(Provided records begins)

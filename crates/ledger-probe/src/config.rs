//! Harness configuration.
//!
//! The only settings the harness needs are where the ledger service lives
//! and how long a single request may take. Both are validated up front:
//! a bad base address is the one failure allowed to abort a run before any
//! probe executes.

use reqwest::Url;
use std::time::Duration;
use thiserror::Error;

/// Base address used when none is supplied.
pub const DEFAULT_BASE_URL: &str = "http://localhost:8080";

/// Per-request timeout used when none is supplied.
pub const DEFAULT_TIMEOUT_SECS: u64 = 30;

/// Fatal configuration errors.
#[derive(Debug, Error, PartialEq, Eq)]
pub enum ConfigError {
    #[error("invalid base address '{url}': {reason}")]
    InvalidBaseUrl { url: String, reason: String },

    #[error("unsupported scheme '{0}' (expected http or https)")]
    UnsupportedScheme(String),

    #[error("request timeout must be greater than zero")]
    ZeroTimeout,

    #[error("failed to build HTTP client: {0}")]
    HttpClient(String),
}

/// Validated connection settings for the ledger service.
#[derive(Debug, Clone, PartialEq, Eq)]
pub struct HarnessConfig {
    base_url: String,
    timeout: Duration,
}

impl HarnessConfig {
    /// Creates a configuration for the given base address with the default
    /// timeout. A trailing `/` is dropped so probe paths can be appended.
    pub fn new(base_url: &str) -> Result<Self, ConfigError> {
        let trimmed = base_url.trim().trim_end_matches('/');
        let parsed = Url::parse(trimmed).map_err(|e| ConfigError::InvalidBaseUrl {
            url: base_url.to_string(),
            reason: e.to_string(),
        })?;

        if !matches!(parsed.scheme(), "http" | "https") {
            return Err(ConfigError::UnsupportedScheme(parsed.scheme().to_string()));
        }
        if parsed.host_str().is_none_or(str::is_empty) {
            return Err(ConfigError::InvalidBaseUrl {
                url: base_url.to_string(),
                reason: "missing host".to_string(),
            });
        }

        Ok(Self {
            base_url: trimmed.to_string(),
            timeout: Duration::from_secs(DEFAULT_TIMEOUT_SECS),
        })
    }

    /// Sets the per-request timeout.
    pub fn with_timeout(mut self, timeout: Duration) -> Result<Self, ConfigError> {
        if timeout.is_zero() {
            return Err(ConfigError::ZeroTimeout);
        }
        self.timeout = timeout;
        Ok(self)
    }

    pub fn base_url(&self) -> &str {
        &self.base_url
    }

    pub fn timeout(&self) -> Duration {
        self.timeout
    }
}

impl Default for HarnessConfig {
    fn default() -> Self {
        Self {
            base_url: DEFAULT_BASE_URL.to_string(),
            timeout: Duration::from_secs(DEFAULT_TIMEOUT_SECS),
        }
    }
}
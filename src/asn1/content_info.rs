//! RFC 5652 `ContentInfo`, generic over its inner content type.
//!
//! `ContentInfo ::= SEQUENCE { contentType OBJECT IDENTIFIER, content [0]
//! EXPLICIT ANY DEFINED BY contentType }`. Each concrete content (`SignedData`,
//! `CscaMasterList`, `LdsSecurityObject`, ...) names its own OID via
//! [`ContentType`], so the wrapper can validate it on decode instead of
//! trusting the caller.

use der::{
    asn1::{ContextSpecific, ObjectIdentifier as Oid},
    Decode, DecodeValue, Encode, EncodeValue, Header, Length, Reader, Result, Sequence, TagMode,
    TagNumber, Writer,
};

/// A content type that knows its own `ContentInfo.contentType` OID.
pub trait ContentType {
    const CONTENT_TYPE: Oid;
}

impl ContentType for cms::signed_data::SignedData {
    /// `id-signedData`, RFC 5652 §5.
    const CONTENT_TYPE: Oid = Oid::new_unwrap("1.2.840.113549.1.7.2");
}

#[derive(Clone, Debug, PartialEq, Eq)]
pub struct ContentInfo<T>(pub T);

impl<T> ContentInfo<T> {
    pub fn into_inner(self) -> T {
        self.0
    }
}

impl<'a, T: ContentType + Decode<'a>> DecodeValue<'a> for ContentInfo<T> {
    fn decode_value<R: Reader<'a>>(reader: &mut R, header: Header) -> Result<Self> {
        reader.read_nested(header.length, |nested| {
            let oid = Oid::decode(nested)?;
            if oid != T::CONTENT_TYPE {
                return Err(der::ErrorKind::OidUnknown { oid }.into());
            }
            let content = ContextSpecific::<T>::decode_explicit(nested, TagNumber::N0)?
                .ok_or_else(|| der::ErrorKind::Incomplete {
                    expected_len: Length::ZERO,
                    actual_len:   Length::ZERO,
                })?
                .value;
            Ok(Self(content))
        })
    }
}

impl<T: ContentType + Encode + Clone> EncodeValue for ContentInfo<T> {
    fn value_len(&self) -> Result<Length> {
        let content = ContextSpecific {
            tag_number: TagNumber::N0,
            tag_mode:   TagMode::Explicit,
            value:      self.0.clone(),
        };
        T::CONTENT_TYPE.encoded_len()? + content.encoded_len()?
    }

    fn encode_value(&self, writer: &mut impl Writer) -> Result<()> {
        T::CONTENT_TYPE.encode(writer)?;
        let content = ContextSpecific {
            tag_number: TagNumber::N0,
            tag_mode:   TagMode::Explicit,
            value:      self.0.clone(),
        };
        content.encode(writer)
    }
}

impl<'a, T: ContentType + Decode<'a> + Encode + Clone> Sequence<'a> for ContentInfo<T> {}
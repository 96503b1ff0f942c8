//! Implements discrete-logarithm hard groups for cryptographic operations.

mod elliptic_curve;
pub mod named;

pub use self::elliptic_curve::{EllipticCurve, EllipticCurvePoint};
use {
    super::CryptoCoreRng,
    num_traits::Inv,
    std::{
        fmt::Debug,
        ops::{Add, AddAssign, Div, DivAssign, Mul, MulAssign, Neg, Sub, SubAssign},
    },
};

/// An algebraic group, written additively.
pub trait GroupElement:
    Debug
    + Clone
    + Copy
    + PartialEq
    + Eq
    + Neg
    + Add<Self, Output = Self>
    + Sub<Self, Output = Self>
    + AddAssign
    + SubAssign
{
}

/// An algebraic ring.
pub trait RingElement:
    GroupElement
    + Mul<Self, Output = Self>
    + MulAssign
    + Div<Self, Output = Option<Self>>
    + Inv<Output = Option<Self>>
{
}

/// A group with a generator and a scalar ring, written additively.
pub trait CryptoGroup<'s> {
    type BaseElement: 's
        + GroupElement
        + Mul<Self::ScalarElement, Output = Self::BaseElement>
        + MulAssign<Self::ScalarElement>
        + Div<Self::ScalarElement, Output = Option<Self::BaseElement>>
        + DivAssign<Self::ScalarElement>;
    type ScalarElement: 's + RingElement;

    /// Returns the generator of the group.
    fn generator(&'s self) -> Self::BaseElement;

    /// Returns a cryptographically random scalar.
    /// This is used for key generation and should meet the security
    /// requirements of the group.
    fn random_scalar(&'s self, rng: &mut dyn CryptoCoreRng) -> Self::ScalarElement;
}

impl<T> GroupElement for T where
    T: Debug
        + Clone
        + Copy
        + PartialEq
        + Eq
        + Neg
        + Add<Self, Output = Self>
        + Sub<Self, Output = Self>
        + AddAssign
        + SubAssign
{
}

impl<T> RingElement for T where
    T: GroupElement
        + Mul<Self, Output = Self>
        + MulAssign
        + Div<Output = Option<Self>>
        + Inv<Output = Option<Self>>
{
}

/// Test the Diffie-Hellman key exchange.
#[cfg(test)]
fn test_dh<'s>(group: &'s impl CryptoGroup<'s>) {
    let rng = &mut rand::thread_rng();
    let alice_private = group.random_scalar(rng);
    let bob_private = group.random_scalar(rng);

    let alice_public = group.generator() * alice_private;
    let bob_public = group.generator() * bob_private;

    let alice_shared = bob_public * alice_private;
    let bob_shared = alice_public * bob_private;

    assert_eq!(alice_shared, bob_shared);
}

/// Test the Schnorr signature scheme.
#[cfg(test)]
fn test_schnorr<'s>(group: &'s impl CryptoGroup<'s>) {
    let rng = &mut rand::thread_rng();

    let private = group.random_scalar(rng);
    let public = group.generator() * private;

    // Create a signature
    let nonce = group.random_scalar(rng); // Should be hash(private, message)
    let commitment = group.generator() * nonce;
    let e = group.random_scalar(rng); // Should be hash(commitment, public, message)
    let s = nonce - e * private;

    // Verify the signature (e, s)
    let recovered = group.generator() * s + public * e;
    assert_eq!(recovered, commitment);
    // Would check e == hash(commitment, public, message)

    // Verify the alternative signature (commitment, s)
    // Would compute e = hash(commitment, public, message)
    let recovered = ((commitment - group.generator() * s) / e).unwrap();
    assert_eq!(recovered, public);
}
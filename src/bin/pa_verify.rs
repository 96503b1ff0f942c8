//! Thin CLI exercising the library end to end: reads a SOD, zero or more
//! Data Group files, a directory of trust anchors and CRLs, runs Passive
//! Authentication and prints the §6 JSON Verdict.

use std::{
    collections::HashMap,
    fs,
    path::{Path, PathBuf},
};

use anyhow::{Context, Result};
use argh::FromArgs;
use icao_pkd_core::{
    config::CoreConfig,
    crl::Crl,
    deviation::{DeviationHit, DeviationList},
    pa::{self, CancellationToken, VerificationInput},
    trust::{AuditSink, CertificateStore, VerificationEvent},
    x509::{CanonicalName, Certificate},
};

#[derive(FromArgs)]
/// Verify a passport SOD against a trust-anchor directory (ICAO Doc 9303 Passive Authentication).
struct Args {
    /// path to the EF.SOD file (bare ContentInfo or `[APPLICATION 23]`-wrapped)
    #[argh(option)]
    sod: PathBuf,

    /// a `N=PATH` pair for Data Group N; may be repeated
    #[argh(option)]
    dg: Vec<String>,

    /// directory of trust-anchor certificates (PEM or DER) and CRLs
    #[argh(option)]
    trust_dir: PathBuf,

    /// path to a Deviation List file (CMS SignedData); may be repeated.
    /// Its signer is resolved against `trust_dir`'s anchors.
    #[argh(option)]
    deviation_list: Vec<PathBuf>,

    /// unix timestamp to evaluate validity/revocation at (defaults to now)
    #[argh(option)]
    evaluation_time: Option<u64>,
}

struct InMemoryStore {
    anchors: Vec<Certificate>,
    crls: Vec<Crl>,
    deviations: Vec<DeviationHit>,
}

impl CertificateStore for InMemoryStore {
    fn find_by_subject(&self, subject: &CanonicalName) -> Vec<Certificate> {
        self.anchors.iter().filter(|c| &c.subject == subject).cloned().collect()
    }

    fn find_by_ski(&self, ski: &[u8]) -> Vec<Certificate> {
        use der::Decode;
        use x509_cert::ext::pkix::SubjectKeyIdentifier;

        const OID_SKI: der::asn1::ObjectIdentifier = der::asn1::ObjectIdentifier::new_unwrap("2.5.29.14");
        self.anchors
            .iter()
            .filter(|c| {
                c.extension(OID_SKI)
                    .and_then(|ext| SubjectKeyIdentifier::from_der(&ext.value_der).ok())
                    .is_some_and(|cert_ski| cert_ski.0.as_bytes() == ski)
            })
            .cloned()
            .collect()
    }

    fn find_crls_by_issuer(&self, issuer: &CanonicalName) -> Vec<Crl> {
        let mut matching: Vec<Crl> = self.crls.iter().filter(|crl| &crl.issuer == issuer).cloned().collect();
        matching.sort_by(|a, b| b.this_update.cmp(&a.this_update));
        matching
    }

    fn find_deviations_for(&self, issuer: &CanonicalName, serial: &[u8]) -> Vec<DeviationHit> {
        self.deviations
            .iter()
            .filter(|hit| hit.target_issuer == issuer.as_str() && hit.target_serial == serial)
            .cloned()
            .collect()
    }

    fn is_trust_anchor(&self, fingerprint_sha256: &[u8; 32]) -> bool {
        self.anchors.iter().any(|c| &c.fingerprint_sha256 == fingerprint_sha256)
    }
}

struct StderrAudit;

impl AuditSink for StderrAudit {
    fn record(&self, event: VerificationEvent) {
        tracing::debug!(?event, "verification event");
    }
}

struct NoCancellation;

impl CancellationToken for NoCancellation {
    fn is_cancelled(&self) -> bool {
        false
    }
}

fn main() -> Result<()> {
    let args: Args = argh::from_env();

    let sod_bytes = fs::read(&args.sod).with_context(|| format!("reading {}", args.sod.display()))?;

    let mut dg_bytes = HashMap::new();
    for spec in &args.dg {
        let (number, path) = spec
            .split_once('=')
            .with_context(|| format!("--dg must be N=PATH, got {spec}"))?;
        let number: u8 = number.parse().with_context(|| format!("invalid DG number in {spec}"))?;
        let bytes = fs::read(path).with_context(|| format!("reading {path}"))?;
        dg_bytes.insert(number, bytes);
    }

    let mut store = load_store(&args.trust_dir)?;
    store.deviations = load_deviations(&args.deviation_list, &store.anchors)?;
    let evaluation_time = args.evaluation_time.unwrap_or_else(now);

    let input = VerificationInput {
        sod_bytes: &sod_bytes,
        dg_bytes: &dg_bytes,
        evaluation_time,
    };
    let config = CoreConfig::default();

    let outcome = pa::verify(&input, &store, &StderrAudit, &config, &NoCancellation)
        .map_err(|_| anyhow::anyhow!("verification was cancelled"))?;

    println!("{}", serde_json::to_string_pretty(&outcome.verdict)?);
    Ok(())
}

fn load_store(dir: &Path) -> Result<InMemoryStore> {
    let mut anchors = Vec::new();
    let mut crls = Vec::new();

    for entry in fs::read_dir(dir).with_context(|| format!("reading {}", dir.display()))? {
        let entry = entry?;
        let path = entry.path();
        if !path.is_file() {
            continue;
        }
        let bytes = fs::read(&path)?;
        if let Ok(cert) = Certificate::parse(&bytes) {
            anchors.push(cert);
        } else if let Ok(crl) = Crl::parse(&bytes) {
            crls.push(crl);
        } else {
            tracing::warn!(path = %path.display(), "skipping file that is neither a certificate nor a CRL");
        }
    }

    Ok(InMemoryStore {
        anchors,
        crls,
        deviations: Vec::new(),
    })
}

/// Parse each `--deviation-list` file, trying every loaded trust anchor as
/// its signer (the list's own signing CSCA isn't known ahead of time, and
/// `DeviationList::parse_and_verify` requires a concrete candidate) until
/// one verifies. Files that verify against no anchor are skipped with a
/// warning rather than aborting the run.
fn load_deviations(paths: &[PathBuf], anchors: &[Certificate]) -> Result<Vec<DeviationHit>> {
    let mut hits = Vec::new();
    for path in paths {
        let der = fs::read(path).with_context(|| format!("reading {}", path.display()))?;
        let verified = anchors
            .iter()
            .find_map(|anchor| DeviationList::parse_and_verify(&der, anchor).ok());
        match verified {
            Some(list) => hits.extend(list.hits),
            None => tracing::warn!(path = %path.display(), "deviation list signature did not verify against any trust anchor"),
        }
    }
    Ok(hits)
}

fn now() -> u64 {
    std::time::SystemTime::now()
        .duration_since(std::time::UNIX_EPOCH)
        .map(|d| d.as_secs())
        .unwrap_or_default()
}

(Provided records ends)

▸ **Assigned task**
A single number is the whole answer: how many lines in the data above hold the string "must".

▸ **Task response**
2